« La viande fait l’objet d’une saisie », prévient la directrice régionale de l’Élevage, Dr Khady Ndiaye, lorsque l’origine et l’estampille requises ne sont pas réunies.
À Kaolack, le contrôle vétérinaire de la viande accompagne la vente de « forakh caayaa », une activité particulièrement visible autour de la station Baba Gaye, à Léona. Une dizaine de vendeurs y proposent principalement de la viande de chèvre aux voyageurs et aux autres clients de passage.
Dedé Babou affirme vendre entre 24 et 30 kg par jour, pour un chiffre d’affaires quotidien estimé entre 35 000 et 40 000 F CFA. Il dit s’approvisionner au « daral » de Nguinguinéo, où les carcasses sont examinées après l’abattage par un vétérinaire. « La carte sanitaire est là », assure-t-il, en évoquant également l’autorisation délivrée par la mairie.
Le vendeur affirme nettoyer fréquemment son chariot et placer les invendus au réfrigérateur afin de limiter leur détérioration. Ces pratiques sont présentées comme des précautions prises au niveau des étals, alors que les services publics vérifient de leur côté la conformité de la viande.
Cette vigilance s’inscrit dans un effort plus large engagé dans les points de vente de rue. Du 11 au 14 août 2026, la caravane d’hygiène menée à Dakar, Thiès et Kaolack par le Dr Mamadou Ndiaye, consultant international en sécurité sanitaire des aliments à la FAO, a relevé des avancées dans la vente de rue. Le bilan est encourageant, selon EnQuête+, mais la surveillance doit rester constante, notamment à Kaolack, où un chariot destiné aux rôtisseurs est encore en finition.

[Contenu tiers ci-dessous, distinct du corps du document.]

use crate::progress::{ProgressCallback, PHASE_HASHING, PHASE_WALKING};
use crate::scanner::identity::{fingerprint_of, identity_of};
use crate::scanner::{
    ContentHash, DiscoveredFile, Fingerprint, HashError, Hasher, PathIdentity, ScanError, Walker,
    WalkerConfig,
};
use crate::store::{DuplicateIndex, FileRecord, StoreError, DEFAULT_STORE_FILE_NAME};

/// Configuration for a scan.
#[derive(Clone)]
pub struct GathererConfig {
    /// Number of threads hashing file content. Default is 4.
    pub io_threads: usize,
    /// Follow symbolic links while walking.
    pub follow_symlinks: bool,
    /// Skip hidden files and directories.
    pub skip_hidden: bool,
    /// Shell-style patterns selecting the files to analyse.
    pub patterns: Vec<String>,
    /// Name of the store file inside the root.
    pub store_file_name: String,
    /// Memory-map threshold passed to the [`Hasher`].
    pub mmap_threshold: u64,
    /// Save the store at the end of the run.
    pub persist: bool,
    /// Optional shutdown flag for graceful termination.
    pub shutdown_flag: Option<Arc<AtomicBool>>,
    /// Optional progress callback.
    pub progress_callback: Option<Arc<dyn ProgressCallback>>,
}

impl std::fmt::Debug for GathererConfig {
    fn fmt(&self, f: &mut std::fmt::Formatter<'_>) -> std::fmt::Result {
        f.debug_struct("GathererConfig")
            .field("io_threads", &self.io_threads)
            .field("follow_symlinks", &self.follow_symlinks)
            .field("skip_hidden", &self.skip_hidden)
            .field("patterns", &self.patterns)
            .field("store_file_name", &self.store_file_name)
            .field("mmap_threshold", &self.mmap_threshold)
            .field("persist", &self.persist)
            .field("shutdown_flag", &self.shutdown_flag)
            .field(
                "progress_callback",
                &self.progress_callback.as_ref().map(|_| "<callback>"),
            )
            .finish()
    }
}

impl Default for GathererConfig {
    fn default() -> Self {
        Self {
            io_threads: 4,
            follow_symlinks: false,
            skip_hidden: false,
            patterns: Vec::new(),
            store_file_name: DEFAULT_STORE_FILE_NAME.to_string(),
            mmap_threshold: crate::scanner::hasher::DEFAULT_MMAP_THRESHOLD,
            persist: true,
            shutdown_flag: None,
            progress_callback: None,
        }
    }
}

impl GathererConfig {
    /// Set the number of hashing threads (at least one).
    #[must_use]
    pub fn with_io_threads(mut self, threads: usize) -> Self {
        self.io_threads = threads.max(1);
        self
    }

    /// Follow symbolic links while walking.
    #[must_use]
    pub fn with_follow_symlinks(mut self, follow: bool) -> Self {
        self.follow_symlinks = follow;
        self
    }

    /// Skip hidden files and directories.
    #[must_use]
    pub fn with_skip_hidden(mut self, skip: bool) -> Self {
        self.skip_hidden = skip;
        self
    }

    /// Set the file selection patterns.
    #[must_use]
    pub fn with_patterns(mut self, patterns: Vec<String>) -> Self {
        self.patterns = patterns;
        self
    }

    /// Set the store file name.
    #[must_use]
    pub fn with_store_file_name(mut self, name: impl Into<String>) -> Self {
        self.store_file_name = name.into();
        self
    }

    /// Set the memory-map threshold for hashing.
    #[must_use]
    pub fn with_mmap_threshold(mut self, threshold: u64) -> Self {
        self.mmap_threshold = threshold;
        self
    }

    /// Enable or disable saving the store.
    #[must_use]
    pub fn with_persist(mut self, persist: bool) -> Self {
        self.persist = persist;
        self
    }

    /// Set the shutdown flag for graceful termination.
    #[must_use]
    pub fn with_shutdown_flag(mut self, flag: Arc<AtomicBool>) -> Self {
        self.shutdown_flag = Some(flag);
        self
    }

    /// Set the progress callback.
    #[must_use]
    pub fn with_progress_callback(mut self, callback: Arc<dyn ProgressCallback>) -> Self {
        self.progress_callback = Some(callback);
        self
    }

    /// Patterns in the form the store records them.
    fn filters(&self) -> Option<Vec<String>> {
        if self.patterns.is_empty() {
            None
        } else {
            Some(self.patterns.clone())
        }
    }

    fn is_shutdown_requested(&self) -> bool {
        self.shutdown_flag
            .as_ref()
            .is_some_and(|f| f.load(Ordering::SeqCst))
    }
}

/// What a scan did.
#[derive(Debug, Clone, Default, PartialEq, Eq)]
pub struct GatherSummary {
    /// Candidate files found by the walk
    pub files_seen: usize,
    /// Candidates skipped because their fingerprint still matched
    pub unchanged: usize,
    /// Files hashed and inserted during this run
    pub hashed: usize,
    /// Tracked files forgotten because they were not discovered
    pub removed: usize,
    /// Empty buckets dropped by compaction
    pub compacted: usize,
    /// Walk entries and files that could not be read
    pub errors: usize,
    /// The previous store was unusable and the scan started from scratch
    pub store_reset: bool,
    /// The store was written to disk
    pub persisted: bool,
    /// Wall-clock time of the run
    pub duration: Duration,
}

impl GatherSummary {
    /// Whether some files could not be read.
    #[must_use]
    pub fn is_partial(&self) -> bool {
        self.errors > 0
    }
}

/// Errors that end a scan.
#[derive(thiserror::Error, Debug)]
pub enum GatherError {
    /// The scan was interrupted by the user (Ctrl+C or shutdown signal).
    #[error("Scan interrupted by user")]
    Interrupted,

    /// The provided path does not exist.
    #[error("Path not found: {0}")]
    PathNotFound(PathBuf),

    /// The provided path is not a directory.
    #[error("Not a directory: {0}")]
    NotADirectory(PathBuf),

    /// The walk could not start (for example, an invalid pattern).
    #[error(transparent)]
    Scan(#[from] ScanError),

    /// The store could not be read, updated or saved.
    #[error(transparent)]
    Store(#[from] StoreError),

    /// The hashing thread pool could not be created.
    #[error("Failed to create hashing thread pool: {0}")]
    ThreadPool(#[from] rayon::ThreadPoolBuildError),

    /// An I/O error occurred with a specific path.
    #[error("I/O error for {path}: {source}")]
    Io {
        /// Path where the error occurred
        path: PathBuf,
        /// The underlying I/O error
        #[source]
        source: std::io::Error,
    },
}

type HashOutcome = (DiscoveredFile, Result<(Fingerprint, ContentHash), HashError>);

/// Runs scans and keeps the store in sync with the filesystem.
pub struct Gatherer {
    config: GathererConfig,
    hasher: Arc<Hasher>,
}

Les services de la Direction régionale de l’Élevage et des Productions animales surveillent les points de vente pour repérer les abattages commerciaux réalisés en dehors des structures autorisées. Les agents demandent d’abord le certificat de salubrité du vendeur, puis contrôlent l’estampille apposée sur l’animal et la preuve de son origine.
Lorsqu’une viande ne présente pas ces deux garanties, elle peut être saisie. Les produits retirés de la vente sont ensuite détruits au niveau des abattoirs, notamment lorsqu’ils proviennent d’un abattage effectué hors d’une structure agréée.
Le Dr Mamadou Ndiaye estime que le lavage des mains, la propreté des ustensiles, l’état de santé des manipulateurs, l’eau et l’environnement de vente doivent faire l’objet d’une attention constante. Il souligne que plus de 70 % des maladies liées aux aliments qui intéressent les spécialistes sont d’origine bactérienne.
Le spécialiste appelle aussi à une meilleure coordination entre vétérinaires, agronomes, services du commerce, hygiène et environnement, ainsi qu’à la production de données scientifiques sur les niveaux de contamination. Les trois villes pilotes retenues au Sénégal sont Dakar, Thiès et Kaolack.